日々の生活

広大な中国。その生活はどのようなものなのでしょうか。住んでいる地域によって大差があるようです。

地域による生活水準の差

日々の生活1

このように貧しい層は過酷な条件を突きつけられている中国の人々ですが、日々の生活はどうかと言えば余り極端に「貧しい」という印象を受けたことはありません。留学時代に民家を訪問し餃子づくりを習うという経験をしましたが、黒龍江大学内の家族寮に住む一家はそこそこの暮らしをしていました。でも今考えるときっとお父さんか誰かが黒龍江大学の先生または事務員だったりしたわけで、ある意味国家公務員だったのですからそれほど貧しくなくて当たり前ですね。

しかし黒大の前にある巨大なマーケットには、肉や魚・野菜などが驚くほどの安価で売られていて、「自炊したら安いだろうな〜」と日々思っていました。東方餃子店や近所の小吃(食堂)もいつも地元の人で活気に溢れていて、一般の人が貧しいと感じたことはありませんでした。

やはりこれは土地柄にもよるようで、ハルピンは東方の小パリと呼ばれているように、物流も多く商業も盛んな土地柄故なのでしょう。本当に黄河流域の乾燥した地域の農村では、土地が乾いているゆえに米作が難しく小麦のみを作り、農業に専業するという貧しい地方があるようです。

日々の生活2

大学時代、佐藤洋一郎氏の「稲の来た道」を読むように指導教官から勧められたにも関わらず、結局読まないまま現在に至るのですが、要旨としては長江流域の稲作文化が日本に渡り、日本の米文化の形成につながるというお話です。司馬遼太郎氏も数々の作品で言及しているように、江南(この場合の江は長江を指します)の人々は米を作り、魚をとり、背が余り高くなく日本人によく似ているとしています。
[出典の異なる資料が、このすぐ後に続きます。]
//! Error types for loading and exporting datasets

use thiserror::Error;

/// Structural failures. Malformed cell values never end up here; the
/// enricher degrades them to sentinels instead.
#[derive(Error, Debug)]
pub enum DataError {
    #[error("I/O error: {0}")]
    Io(#[from] std::io::Error),

    #[error("CSV error: {0}")]
    Csv(#[from] csv::Error),

    #[error("Parquet error: {0}")]
    Parquet(#[from] parquet::errors::ParquetError),

    #[error("Arrow error: {0}")]
    Arrow(#[from] arrow::error::ArrowError),

    #[error("Unsupported file extension: .{0}")]
    UnsupportedFormat(String),

    #[error("Missing required column '{column}' in {source_name}")]
    MissingColumn { column: String, source_name: String },
}

/// Result type alias for data operations
pub type Result<T> = std::result::Result<T, DataError>;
ハルピン市もロシアとの国境を流れる大きく黒いアムール川(黒龍江)の支流である松花江が流れており、水の潤いのある街です。これら2つの川のほとりを思い浮かべると豊かな水と肥沃な土地という印象を持つのですが、黄河流域はそうではないようです。

乾燥し小麦しか作ることが出来ない枯れた土地、本当に貧しい村はこちらを訪れないと知ることは出来ないのかもしれません。